[Dataset excerpts]
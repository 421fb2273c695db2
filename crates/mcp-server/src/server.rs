//! MCP surface over the dispatcher.
//!
//! A thin wrapper: every tool call is forwarded to [`Dispatcher::call_tool`], which always
//! yields a result (success or `isError`), so tool failures never become JSON-RPC errors.

use klaud_api_tools::Dispatcher;
use rmcp::model::{
    CallToolRequestParams, CallToolResult, Implementation, JsonObject, ListToolsResult,
    PaginatedRequestParams, ProtocolVersion, ServerCapabilities, ServerInfo,
};
use rmcp::service::RequestContext;
use rmcp::{ErrorData as McpError, RoleServer, ServerHandler};
use serde_json::Value;
use std::future::Future;

#[derive(Clone)]
pub struct KlaudServer {
    dispatcher: Dispatcher,
}

impl KlaudServer {
    #[must_use]
    pub fn new(dispatcher: Dispatcher) -> Self {
        Self { dispatcher }
    }

    pub async fn handle_call(&self, name: &str, arguments: Option<JsonObject>) -> CallToolResult {
        let arguments = arguments.map_or(Value::Null, Value::Object);
        self.dispatcher.call_tool(name, &arguments).await
    }
}

impl ServerHandler for KlaudServer {
    fn get_info(&self) -> ServerInfo {
        ServerInfo {
            capabilities: ServerCapabilities::builder().enable_tools().build(),
            protocol_version: ProtocolVersion::LATEST,
            server_info: Implementation {
                name: "klaud-api".to_string(),
                version: env!("CARGO_PKG_VERSION").to_string(),
                title: Some("Klaud API".to_string()),
                ..Default::default()
            },
            instructions: Some(
                "Tools forward to the Klaud API. Content tools (search_*, crypto_prices, \
                 github_trending, extract_url) need no token. Store tools take the token \
                 returned by kv_create_store; messaging, registry and task tools take the \
                 token returned by agent_register. Pass it as `token` or configure it in \
                 the server environment."
                    .to_string(),
            ),
        }
    }

    fn list_tools(
        &self,
        _request: Option<PaginatedRequestParams>,
        _context: RequestContext<RoleServer>,
    ) -> impl Future<Output = Result<ListToolsResult, McpError>> + Send + '_ {
        std::future::ready(Ok(ListToolsResult {
            tools: self.dispatcher.list_tools(),
            ..Default::default()
        }))
    }

    fn call_tool(
        &self,
        request: CallToolRequestParams,
        _context: RequestContext<RoleServer>,
    ) -> impl Future<Output = Result<CallToolResult, McpError>> + Send + '_ {
        async move { Ok(self.handle_call(&request.name, request.arguments).await) }
    }
}
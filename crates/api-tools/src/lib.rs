//! Klaud API operations as schema-validated tools.
//!
//! The registry ([`registry`], backed by a static catalog) describes every operation as
//! data; the [`dispatch::Dispatcher`] interprets those records: validate arguments, build one
//! upstream request, execute it through an [`upstream::Upstream`], and wrap the outcome in a
//! [`dispatch::ResponseEnvelope`].
//!
//! It contains **no** transport wiring; the MCP stdio server lives in `klaud-api-mcp`.

mod catalog;
pub mod config;
pub mod dispatch;
pub mod error;
pub mod redact;
pub mod registry;
pub mod request;
pub mod semantics;
pub mod upstream;
pub mod validate;

pub use config::{ClientConfig, Credentials, Secret};
pub use dispatch::{Dispatcher, ResponseEnvelope};
pub use error::{DispatchError, Result};
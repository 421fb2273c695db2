use crate::cli::LogFormat;
use anyhow::Context as _;
use tracing_subscriber::EnvFilter;

/// Install the global subscriber. stdout carries MCP JSON-RPC, so logs go to stderr.
pub fn init(level: &str, format: LogFormat) -> anyhow::Result<()> {
    let filter = match EnvFilter::try_from_default_env() {
        Ok(filter) => filter,
        Err(_) => EnvFilter::try_new(level).with_context(|| format!("invalid log level '{level}'"))?,
    };

    let builder = tracing_subscriber::fmt()
        .with_env_filter(filter)
        .with_writer(std::io::stderr)
        .with_ansi(false);

    let installed = match format {
        LogFormat::Text => builder.compact().try_init(),
        LogFormat::Json => builder.json().try_init(),
    };
    installed.map_err(|e| anyhow::anyhow!("failed to install tracing subscriber: {e}"))
}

→ **Directions**: Reply with one number only: the count of lines in the entries that contain "level".

→ **Expected output**: 2